▸ Information shown:
§ §

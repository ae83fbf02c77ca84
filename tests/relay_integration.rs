//! Calls driven through a real relay over real WebSockets, with in-memory media.

use peercall::config::RelayConfig;
use peercall::mock::{wait_until, MockMediaProvider, RecordingSink};
use peercall::{
    Call, CallConfig, CallState, CandidatePolicy, OutputSinks, RelayServer, Role,
    WebSocketConnector,
};
use serde_json::Value;
use std::net::SocketAddr;
use std::sync::Arc;
use std::time::Duration;
use tokio::sync::oneshot;

const WAIT: Duration = Duration::from_secs(5);

struct RunningRelay {
    relay: RelayServer,
    url: String,
    shutdown: Option<oneshot::Sender<()>>,
}

impl RunningRelay {
    fn stop(&mut self) {
        if let Some(tx) = self.shutdown.take() {
            let _ = tx.send(());
        }
    }
}

impl Drop for RunningRelay {
    fn drop(&mut self) {
        self.stop();
    }
}

fn start_relay() -> RunningRelay {
    let relay = RelayServer::new(RelayConfig {
        answer_timeout: Duration::from_secs(5),
        ..RelayConfig::default()
    });
    let (tx, rx) = oneshot::channel::<()>();
    let addr: SocketAddr = ([127, 0, 0, 1], 0).into();
    let (addr, server) = relay
        .bind(addr, async move {
            rx.await.ok();
        })
        .expect("bind relay");
    tokio::spawn(server);

    RunningRelay {
        relay,
        url: format!("ws://{}/ws", addr),
        shutdown: Some(tx),
    }
}

struct Endpoint {
    call: Call,
    audio: Arc<RecordingSink>,
    video: Arc<RecordingSink>,
}

fn endpoint(label: &str, url: &str) -> Endpoint {
    let audio = Arc::new(RecordingSink::default());
    let video = Arc::new(RecordingSink::default());
    let mut config = CallConfig::new(url);
    config.candidate_policy = CandidatePolicy::Drop;
    let call = Call::new(
        Arc::new(MockMediaProvider::new(label)),
        Arc::new(WebSocketConnector),
        OutputSinks::new(audio.clone(), video.clone()),
        config,
    );
    Endpoint { call, audio, video }
}

#[tokio::test]
async fn test_call_through_relay() {
    let relay = start_relay();
    let mut alice = endpoint("alice", &relay.url);
    let mut bob = endpoint("bob", &relay.url);

    bob.call.start(Role::Responder).await.unwrap();
    assert!(wait_until(WAIT, || relay.relay.client_count() == 1).await);
    alice.call.start(Role::Initiator).await.unwrap();

    assert!(
        wait_until(WAIT, || alice.call.state() == CallState::Connected
            && bob.call.state() == CallState::Connected)
        .await
    );
    assert!(
        wait_until(WAIT, || alice.audio.attached().len() == 1
            && alice.video.attached().len() == 1
            && bob.audio.attached().len() == 1
            && bob.video.attached().len() == 1)
        .await
    );
    assert_eq!(alice.audio.attached()[0].stream_id, "bob-stream");
    assert_eq!(bob.video.attached()[0].stream_id, "alice-stream");

    alice.call.stop().await;
    bob.call.stop().await;
    assert!(wait_until(WAIT, || relay.relay.client_count() == 0).await);
}

#[tokio::test]
async fn test_http_offer_answered_by_websocket_call() {
    let relay = start_relay();
    let mut bob = endpoint("bob", &relay.url);
    bob.call.start(Role::Responder).await.unwrap();
    assert!(wait_until(WAIT, || relay.relay.client_count() == 1).await);

    let offer = "v=0\r\no=web 0 0 IN IP4 127.0.0.1\r\ns=-\r\n\
                 a=track:video web-stream web-video\r\n";
    let res = warp::test::request()
        .method("POST")
        .path("/signal")
        .json(&serde_json::json!({ "type": "offer", "sdp": offer }))
        .reply(&relay.relay.routes())
        .await;

    assert_eq!(res.status(), 200);
    let answer: Value = serde_json::from_slice(res.body()).unwrap();
    assert_eq!(answer["type"], "answer");
    assert!(answer["sdp"].as_str().unwrap().contains("bob-stream"));
    assert!(answer["id"].is_string());
    assert_eq!(relay.relay.pending_offers(), 0);

    assert!(wait_until(WAIT, || bob.video.attached().len() == 1).await);
    assert_eq!(bob.video.attached()[0].stream_id, "web-stream");
    assert!(bob.audio.attached().is_empty());

    bob.call.stop().await;
}

#[tokio::test]
async fn test_relay_shutdown_disconnects_clients() {
    let mut relay = start_relay();
    let mut bob = endpoint("bob", &relay.url);
    bob.call.start(Role::Responder).await.unwrap();
    assert!(wait_until(WAIT, || relay.relay.client_count() == 1).await);

    relay.stop();
    assert!(wait_until(WAIT, || relay.relay.client_count() == 0).await);

    // The call can still be torn down after the relay went away.
    bob.call.stop().await;
    assert_eq!(bob.call.state(), CallState::Closed);
}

§ §

▸ Task goal: Where the word "struct" shows up in a line of the listing, return that line.

▸ Written response:
struct RunningRelay {
struct Endpoint {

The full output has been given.